The Swiss Federal Convention during newly elected Swiss minister Berset speech during the winter Parliament Session in Bern
Switzerland ushered in a new government on Wednesday, with its popular finance minister and new president successfully fending off attempts by a far right party to claim a second cabinet seat.
The parliament re-elected six out of seven members of the Federal Council, maintaining Bern's previous powershare among five of the country's political parties.
Finance Minister Eveline Widmer-Schlumpf of the centre-right Conservative Democrats held onto her seat and was selected to replace outgoing leader, Social Democrat Micheline Calmy-Rey, as president for the coming year.

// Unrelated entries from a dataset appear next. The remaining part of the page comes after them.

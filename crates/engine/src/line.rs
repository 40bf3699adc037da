//! Line items and their recomputation.
//!
//! [`recompute_line`] is a pure function of the line, the reference data and
//! the job context. Callers run it after every edit to the line or to the
//! reference data it points at.

use serde::{Deserialize, Serialize};
use uuid::Uuid;

use crate::{
    CatalogSource, CostItem, CostResult, CostingContext, Discount, MeasurementUnit,
    SaleCatalogItem, VatRate,
    discount::apply_discount,
    materials::{CutRequirement, allocate_costs},
    pricing::{PricingFormula, base_price},
    tax::decompose,
};

/// A row of a job.
#[derive(Clone, Debug, PartialEq, Serialize, Deserialize)]
pub struct LineItem {
    pub id: Uuid,
    #[serde(default)]
    pub catalog_item_id: Option<Uuid>,
    #[serde(default)]
    pub description: String,
    pub quantity: u32,
    /// Used when no catalog item is referenced.
    #[serde(default)]
    pub manual_unit_price: Option<f64>,
    #[serde(default)]
    pub length: Option<f64>,
    #[serde(default)]
    pub width: Option<f64>,
    #[serde(default)]
    pub unit: MeasurementUnit,
    #[serde(default)]
    pub discount: Discount,
    #[serde(default)]
    pub vat_rate: VatRate,
    #[serde(default)]
    pub selected_add_ons: Vec<Uuid>,
    #[serde(default)]
    pub cost_items: Vec<CostItem>,
}

impl LineItem {
    /// A line priced by hand, with no catalog item.
    #[must_use]
    pub fn manual(description: impl Into<String>, unit_price: f64) -> Self {
        Self {
            id: Uuid::new_v4(),
            catalog_item_id: None,
            description: description.into(),
            quantity: 1,
            manual_unit_price: Some(unit_price),
            length: None,
            width: None,
            unit: MeasurementUnit::default(),
            discount: Discount::default(),
            vat_rate: VatRate::ZERO,
            selected_add_ons: Vec::new(),
            cost_items: Vec::new(),
        }
    }

    /// A line for a catalog item. Dimensions are entered in the length unit
    /// matching the item's unit (`ft` for an item sold per `sqft`).
    ///
    /// Cost items are not seeded; see [`seed_cost_items`](crate::seed_cost_items).
    #[must_use]
    pub fn for_catalog_item(item: &SaleCatalogItem) -> Self {
        Self {
            catalog_item_id: Some(item.id),
            manual_unit_price: None,
            unit: item.unit.length_counterpart(),
            ..Self::manual(item.name.clone(), 0.0)
        }
    }

    #[must_use]
    pub fn quantity(mut self, quantity: u32) -> Self {
        self.quantity = quantity;
        self
    }

    #[must_use]
    pub fn dimensions(mut self, length: f64, width: f64) -> Self {
        self.length = Some(length);
        self.width = Some(width);
        self
    }

    #[must_use]
    pub fn unit(mut self, unit: MeasurementUnit) -> Self {
        self.unit = unit;
        self
    }

    #[must_use]
    pub fn discount(mut self, discount: Discount) -> Self {
        self.discount = discount;
        self
    }

    #[must_use]
    pub fn vat_rate(mut self, rate: VatRate) -> Self {
        self.vat_rate = rate;
        self
    }

    #[must_use]
    pub fn select_add_on(mut self, add_on_id: Uuid) -> Self {
        self.selected_add_ons.push(add_on_id);
        self
    }

    #[must_use]
    pub fn cost_item(mut self, item: CostItem) -> Self {
        self.cost_items.push(item);
        self
    }

    /// Quantity used in calculations; 0 counts as 1.
    #[must_use]
    pub fn effective_quantity(&self) -> u32 {
        self.quantity.max(1)
    }

    fn cut_requirement(&self) -> CutRequirement<'_> {
        CutRequirement {
            length: self.length,
            width: self.width,
            unit: &self.unit,
            quantity: self.effective_quantity(),
        }
    }
}

/// Everything computed for one line.
#[derive(Clone, Debug, PartialEq, Serialize, Deserialize)]
pub struct LineResult {
    pub line_id: Uuid,
    pub formula: PricingFormula,
    pub add_on_total: f64,
    pub base_price: f64,
    pub discount_amount: f64,
    pub price_after_discount: f64,
    pub sale_ex_vat: f64,
    pub vat_amount: f64,
    pub gross_total: f64,
    pub costs: Vec<CostResult>,
}

impl LineResult {
    #[must_use]
    pub fn total_material_cost(&self) -> f64 {
        self.costs.iter().map(|c| c.total_material_cost).sum()
    }

    #[must_use]
    pub fn total_wastage_cost(&self) -> f64 {
        self.costs.iter().map(|c| c.wastage_cost).sum()
    }

    #[must_use]
    pub fn total_cost_vat(&self) -> f64 {
        self.costs.iter().map(|c| c.cost_vat).sum()
    }

    /// Ex-VAT sale minus material cost.
    #[must_use]
    pub fn profit(&self) -> f64 {
        self.sale_ex_vat - self.total_material_cost()
    }

    #[must_use]
    pub fn cost(&self, cost_item_id: Uuid) -> Option<&CostResult> {
        self.costs.iter().find(|c| c.cost_item_id == cost_item_id)
    }
}

/// Recomputes price, discount, tax and every cost item of `line`.
pub fn recompute_line<C: CatalogSource + ?Sized>(
    line: &LineItem,
    catalog: &C,
    ctx: &CostingContext,
) -> LineResult {
    if !line.unit.is_recognized() {
        tracing::warn!(line_id = %line.id, unit = %line.unit, "unrecognized line unit, converting with factor 1");
    }
    let price = base_price(line, catalog, &ctx.policy);
    let discount = apply_discount(
        price.base_price,
        &line.discount,
        ctx.policy.clamp_negative_price,
    );
    let tax = decompose(discount.price_after_discount, line.vat_rate, ctx.tax_mode);
    let costs = allocate_costs(
        &line.cost_items,
        &line.cut_requirement(),
        catalog,
        ctx.default_vat_rate,
    );

    tracing::debug!(
        line_id = %line.id,
        base_price = price.base_price,
        sale_ex_vat = tax.sale_ex_vat,
        cost_items = costs.len(),
        "line recomputed"
    );

    LineResult {
        line_id: line.id,
        formula: price.formula,
        add_on_total: price.add_on_total,
        base_price: price.base_price,
        discount_amount: discount.discount_amount,
        price_after_discount: discount.price_after_discount,
        sale_ex_vat: tax.sale_ex_vat,
        vat_amount: tax.vat_amount,
        gross_total: tax.gross_total,
        costs,
    }
}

The cabinet vote was a blow for the far right Swiss People's Party (SVP), which had been eager to boost its representation in government given that it is the country's largest political party.

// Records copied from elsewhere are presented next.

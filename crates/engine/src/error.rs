//! The module contains the errors the engine can return.
//!
//! Pricing itself never fails on malformed numbers (those are coerced, see
//! [`coerce`]). Errors only come from:
//!
//! - [`InvalidVatRate`] when a validated rate is outside `0..=100`.
//! - [`InvalidTaxMode`] and [`InvalidDiscount`] when parsing enum names.
//! - [`KeyNotFound`] and [`ExistingKey`] for line and cost item ids in a
//!   [`Job`].
//!
//!  [`coerce`]: crate::coerce
//!  [`InvalidVatRate`]: EngineError::InvalidVatRate
//!  [`InvalidTaxMode`]: EngineError::InvalidTaxMode
//!  [`InvalidDiscount`]: EngineError::InvalidDiscount
//!  [`KeyNotFound`]: EngineError::KeyNotFound
//!  [`ExistingKey`]: EngineError::ExistingKey
//!  [`Job`]: crate::Job
use thiserror::Error;

/// Engine custom errors.
#[derive(Error, Debug, Clone)]
pub enum EngineError {
    #[error("Invalid VAT rate: {0}")]
    InvalidVatRate(String),
    #[error("Invalid tax mode: {0}")]
    InvalidTaxMode(String),
    #[error("Invalid discount: {0}")]
    InvalidDiscount(String),
    #[error("Unsupported currency: {0}")]
    UnsupportedCurrency(String),
    #[error("\"{0}\" key not found!")]
    KeyNotFound(String),
    #[error("\"{0}\" already present!")]
    ExistingKey(String),
}

impl PartialEq for EngineError {
    fn eq(&self, other: &Self) -> bool {
        match (self, other) {
            (Self::InvalidVatRate(a), Self::InvalidVatRate(b)) => a == b,
            (Self::InvalidTaxMode(a), Self::InvalidTaxMode(b)) => a == b,
            (Self::InvalidDiscount(a), Self::InvalidDiscount(b)) => a == b,
            (Self::UnsupportedCurrency(a), Self::UnsupportedCurrency(b)) => a == b,
            (Self::KeyNotFound(a), Self::KeyNotFound(b)) => a == b,
            (Self::ExistingKey(a), Self::ExistingKey(b)) => a == b,
            _ => false,
        }
    }
}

It has just one seat on the Federal Council while smaller parties have two.
Widmer-Schlumpf, 55, was elected to the cabinet as an SVP member in 2007 but following a split she and other parliamentarians went on to form their own Conservative Democrats.
Thanks to her popularity she not only remains in government but won the top post, even though her party is too small to hold a ministerial portfolio.
The presidency is rotated each year among members of the cabinet and it is a largely symbolic role.
Following the vote SVP lawmaker Hans Fehr said the traditional powershare agreement was "broken" while other parties voiced their support for Widmer-Schlumpf's re-election.
"It's good news for Switzerland's stability," said Christian Democrats head Christophe Darbelley.
Conservative Democrat president Hans Grunder said he was "relieved and very happy" with the outcome.
"It's a good sign for the next four years when many challenges await us," said Grunder.
The new government enters into office amid concerns over a slowing economy.
While Switzerland is relatively cushioned against the kind of debt problems that have beset eurozone nations, it is suffering from the fallout.
Its economy is highly dependent on exports, which are suffering as demand drops in Europe.
This is exacerbated by the relative strength of the Swiss franc against the euro and the dollar.
The government on Tuesday cut its 2012 growth forecast to 0.5 percent from 0.9 percent, citing the eurozone crisis as a factor.
Calmy-Rey's seat on the cabinet was filled by fellow Socialist Alain Berset following the Federal Assembly vote.